Recorded data
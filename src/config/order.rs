/*!
The representation of an entrenchment order.

An order expresses the commitment to maintain a belief when the base changes: the higher the order, the more entrenched the belief.

Orders are real values from the closed unit interval:
- [MIN_ORDER] (0) marks a formula which is not held at all.
  No belief with this order is ever stored; driving the order of a belief to [MIN_ORDER] removes it from the base.
- [MAX_ORDER] (1) marks a formula held with the greatest possible commitment, e.g. a tautology.

Two orders within a configured tolerance of each other rank as one stratum, while the stored values remain distinct (see [close] and [Config](crate::config::Config)).
*/

use crate::types::err::OrderError;

/// The order of a belief, a real value from the unit interval.
pub type OrderValue = f64;

/// The least order, marking a formula which is not held.
pub const MIN_ORDER: OrderValue = 0.0;

/// The greatest order, marking maximal commitment.
pub const MAX_ORDER: OrderValue = 1.0;

/// Ok, if the given value is a valid order.
///
/// NaN fails the range test, and so is rejected along with everything outside the unit interval.
///
/// ```rust
/// # use entrench::config::order;
/// assert!(order::check(0.55).is_ok());
/// assert!(order::check(1.0).is_ok());
/// assert!(order::check(-0.1).is_err());
/// assert!(order::check(f64::NAN).is_err());
/// ```
pub fn check(value: OrderValue) -> Result<(), OrderError> {
    match (MIN_ORDER..=MAX_ORDER).contains(&value) {
        true => Ok(()),
        false => Err(OrderError::OutOfRange),
    }
}

/// Whether two orders rank as equal under the given tolerance.
pub fn close(a: OrderValue, b: OrderValue, tolerance: OrderValue) -> bool {
    (a - b).abs() <= tolerance
}
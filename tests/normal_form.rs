use entrench::{
    backend::{Backend, CanonicalBackend},
    structures::formula::Formula,
};

fn formula(text: &str) -> Formula {
    CanonicalBackend.normalize(&text.parse().unwrap())
}

mod normal_form {
    use super::*;

    #[test]
    fn contraposition_is_structural() {
        assert_eq!(formula("p -> q"), formula("~q -> ~p"));
    }

    #[test]
    fn de_morgan() {
        assert_eq!(formula("~(p & q)"), formula("~p | ~q"));
        assert_eq!(formula("~(p | q)"), formula("~p & ~q"));
    }

    #[test]
    fn double_negation() {
        assert_eq!(formula("~~p"), formula("p"));
    }

    #[test]
    fn disjunction_distributes() {
        assert_eq!(formula("p | (q & r)"), formula("(p | q) & (p | r)"));
    }

    #[test]
    fn implication_elimination() {
        assert_eq!(formula("p -> q"), formula("~p | q"));
    }

    #[test]
    fn equivalence_elimination() {
        assert_eq!(formula("p <-> q"), formula("(p -> q) & (q -> p)"));
    }

    #[test]
    fn tautologous_clauses_vanish() {
        assert!(formula("p | ~p").is_verum());
        assert!(formula("(p | ~p) & (q | p | ~p)").is_verum());
        assert!(!formula("p | ~q").is_verum());
    }

    #[test]
    fn constants_collapse() {
        assert_eq!(formula("p & true"), formula("p"));
        assert_eq!(formula("p | false"), formula("p"));
        assert!(formula("false -> p").is_verum());
        assert!(formula("p & false").has_empty_clause());
    }

    #[test]
    fn repeats_collapse() {
        assert_eq!(formula("p | p | q"), formula("q | p"));
        assert_eq!(formula("(p | q) & (q | p)"), formula("p | q"));
    }

    #[test]
    fn normalisation_is_a_fixpoint() {
        for text in ["p -> q", "(a | b) & ~c", "p <-> (q & r)", "~(p & (q | r))"] {
            let once = formula(text);
            let twice = CanonicalBackend.normalize(&once.as_expr());
            assert_eq!(once, twice);
        }
    }

    #[test]
    fn negation_inverts() {
        let held = formula("(p | q) & r");

        assert_eq!(held.negated(), formula("~((p | q) & r)"));
        assert!(formula("true").negated().has_empty_clause());
        assert!(formula("p & ~p").negated().is_verum());
    }
}

mod satisfiability {
    use super::*;

    #[test]
    fn trivial() {
        assert!(CanonicalBackend.satisfiable(&formula("p")));
        assert!(CanonicalBackend.satisfiable(&formula("true")));
        assert!(!CanonicalBackend.satisfiable(&formula("false")));
        assert!(!CanonicalBackend.satisfiable(&formula("p & ~p")));
    }

    #[test]
    fn unit_propagation_chain() {
        assert!(!CanonicalBackend.satisfiable(&formula("p & (p -> q) & (q -> r) & ~r")));
        assert!(CanonicalBackend.satisfiable(&formula("p & (p -> q) & (q -> r)")));
    }

    #[test]
    fn splitting_required() {
        // No unit clause, so the search has to branch.
        let all_pairs = formula("(p | q) & (~p | q) & (p | ~q) & (~p | ~q)");

        assert!(!all_pairs.has_empty_clause());
        assert!(!CanonicalBackend.satisfiable(&all_pairs));
        assert!(CanonicalBackend.satisfiable(&formula("(p | q) & (~p | q) & (p | ~q)")));
    }
}
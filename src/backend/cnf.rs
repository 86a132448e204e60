/*!
Transformation of expressions to clauses.

A single recursive pass carries a negation flag in place of rewriting `Not` nodes, so implication and equivalence elimination, the push of negations to atoms, and the distribution of disjunction over conjunction happen together.
*/

use crate::structures::{clause::Clause, expression::Expr, literal::Literal};

/// The clauses of the expression, or of its negation when `negated` is set.
///
/// The conjunction of the returned clauses is equivalent to the (possibly negated) expression.
/// A true expression yields no clauses, a false expression yields the empty clause.
pub(super) fn clauses(expr: &Expr, negated: bool) -> Vec<Clause> {
    match (expr, negated) {
        (Expr::True, false) | (Expr::False, true) => vec![],

        (Expr::True, true) | (Expr::False, false) => vec![Clause::empty()],

        (Expr::Atom(name), _) => {
            vec![Clause::from_literals(vec![Literal::new(
                name.clone(),
                !negated,
            )])]
        }

        (Expr::Not(expr), _) => clauses(expr, !negated),

        // l & r, and by De Morgan the negation of l | r.
        (Expr::And(left, right), false) | (Expr::Or(left, right), true) => {
            let mut conjunction = clauses(left, negated);
            conjunction.append(&mut clauses(right, negated));
            conjunction
        }

        // l | r, and by De Morgan the negation of l & r.
        (Expr::Or(left, right), false) | (Expr::And(left, right), true) => {
            disjoin(clauses(left, negated), clauses(right, negated))
        }

        // ~l | r
        (Expr::Implies(antecedent, consequent), false) => {
            disjoin(clauses(antecedent, true), clauses(consequent, false))
        }

        // l & ~r
        (Expr::Implies(antecedent, consequent), true) => {
            let mut conjunction = clauses(antecedent, false);
            conjunction.append(&mut clauses(consequent, true));
            conjunction
        }

        // (~l | r) & (~r | l)
        (Expr::Iff(left, right), false) => {
            let mut conjunction = disjoin(clauses(left, true), clauses(right, false));
            conjunction.append(&mut disjoin(clauses(right, true), clauses(left, false)));
            conjunction
        }

        // (l | r) & (~l | ~r)
        (Expr::Iff(left, right), true) => {
            let mut conjunction = disjoin(clauses(left, false), clauses(right, false));
            conjunction.append(&mut disjoin(clauses(left, true), clauses(right, true)));
            conjunction
        }
    }
}

/// The clauses of the disjunction of two conjunctions of clauses, by distribution.
///
/// Each pair of clauses, one from either side, merges into a single clause.
fn disjoin(left: Vec<Clause>, right: Vec<Clause>) -> Vec<Clause> {
    let mut merged = Vec::with_capacity(left.len() * right.len());
    for left_clause in &left {
        for right_clause in &right {
            merged.push(Clause::from_literals(
                left_clause
                    .literals()
                    .chain(right_clause.literals())
                    .cloned()
                    .collect(),
            ));
        }
    }
    merged
}
impl OutputFormatter for MarkdownFormatter {
    fn format_report(&self, report: &ScreeningReport) -> Result<String> {
        let analysis = &report.analysis;
        let mut output = String::new();

        output.push_str("# Resume Screening Report\n\n");

        if self.include_metadata {
            output.push_str(&format!(
                "**Generated:** {} | **Processing Time:** {}ms\n",
                report.metadata.generated_at.format("%Y-%m-%d %H:%M:%S UTC"),
                report.metadata.processing_time_ms
            ));
            output.push_str(&format!("**Resume:** `{}`", Self::file_name(&report.metadata.resume_file)));
            if let Some(job_file) = &report.metadata.job_file {
                output.push_str(&format!(" | **Job:** `{}`", Self::file_name(job_file)));
            }
            output.push_str("\n\n");
        }

        output.push_str("## Analysis\n\n");
        output.push_str("| Field | Value |\n");
        output.push_str("|-------|-------|\n");
        if report.mode == ScreeningMode::Screen {
            output.push_str(&format!("| JD Match Score | {:.2}% |\n", analysis.match_score));
        }
        output.push_str(&format!("| Position | {} |\n", analysis.position));
        output.push_str(&format!("| Completeness | {}% |\n", report.completeness.score));
        output.push_str(&format!("| Fingerprint | `{}` |\n\n", analysis.fingerprint));

        if !analysis.keywords.is_empty() {
            output.push_str(&format!("**Keywords:** `{}`\n\n", analysis.keywords.join("`, `")));
        }
        if !analysis.skills.is_empty() {
            output.push_str(&format!("**Skills:** {}\n\n", analysis.skills.join(", ")));
        }
        if !report.completeness.missing.is_empty() {
            output.push_str(&format!(
                "**Missing sections:** {}\n\n",
                report.completeness.missing.join(", ")
            ));
        }
        for warning in &analysis.warnings {
            output.push_str(&format!("> **Warning:** {}\n\n", warning));
        }

        if report.mode == ScreeningMode::Review {
            output.push_str("## Job Openings\n\n");
            match &report.job_search {
                Some(query) => output.push_str(&format!(
                    "Search for **{}** ({} to {}): [LinkedIn]({})\n\n",
                    query.title, query.window_start, query.window_end, query.fallback_url
                )),
                None => output.push_str("No position or keywords extracted from resume.\n\n"),
            }

            output.push_str("## Recommended Courses\n\n");
            for recommendation in &report.courses {
                output.push_str(&format!("### {}\n\n", recommendation.category));
                if !recommendation.recommended_skills.is_empty() {
                    output.push_str(&format!(
                        "Skills to add: {}\n\n",
                        recommendation.recommended_skills.join(", ")
                    ));
                }
                for course in &recommendation.courses {
                    output.push_str(&format!("- [{}]({})\n", course.name, course.url));
                }
                output.push('\n');
            }
        }

        Ok(output)
    }

    fn supports_format(&self) -> OutputFormat {
        OutputFormat::Markdown
    }
}

impl ReportGenerator {
    pub fn with_options(use_colors: bool, detailed: bool, pretty_json: bool, include_metadata: bool) -> Self {
        Self {
            formatters: vec![
                Box::new(ConsoleFormatter::new(use_colors, detailed)),
                Box::new(JsonFormatter::new(pretty_json)),
                Box::new(MarkdownFormatter::new(include_metadata)),
            ],
        }
    }

    pub fn generate_report(&self, report: &ScreeningReport, format: &OutputFormat) -> Result<String> {
        let formatter = self
            .formatters
            .iter()
            .find(|formatter| formatter.supports_format() == *format)
            .ok_or_else(|| ResumeScreenerError::OutputFormatting(format!("No formatter for {:?}", format)))?;

        formatter.format_report(report)
    }
}

pub fn save_report_to_file(content: &str, file_path: &Path) -> Result<()> {
    use std::fs;
    if file_path.is_dir() {
        return Err(ResumeScreenerError::OutputFormatting(format!(
            "Report path is a directory: {}",
            file_path.display()
        )));
    }
    if let Some(parent) = file_path.parent() {
        fs::create_dir_all(parent)?;
    }
    fs::write(file_path, content)?;
    Ok(())
}

/// A directory target gets a generated file name inside it
pub fn resolve_report_path(target: &Path, format: &OutputFormat, resume_name: &str) -> PathBuf {
    if target.is_dir() {
        target.join(suggest_filename(format, resume_name, true))
    } else {
        target.to_path_buf()
    }
}

pub fn suggest_filename(format: &OutputFormat, resume_name: &str, timestamp: bool) -> String {
    let base_name = Path::new(resume_name)
        .file_stem()
        .unwrap_or_default()
        .to_string_lossy();

    let timestamp_suffix = if timestamp {
        format!("_{}", chrono::Utc::now().format("%Y%m%d_%H%M%S"))
    } else {
        String::new()
    };

    match format {
        OutputFormat::Console => format!("{}_screening{}.txt", base_name, timestamp_suffix),
        OutputFormat::Json => format!("{}_screening{}.json", base_name, timestamp_suffix),
        OutputFormat::Markdown => format!("{}_screening{}.md", base_name, timestamp_suffix),
    }
}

Exercise details
Copy every line of the records above that contains "crate".

Solution for this problem
Two orders within a configured tolerance of each other rank as one stratum, while the stored values remain distinct (see [close] and [Config](crate::config::Config)).
use crate::types::err::OrderError;
use crate::structures::{clause::Clause, expression::Expr, literal::Literal};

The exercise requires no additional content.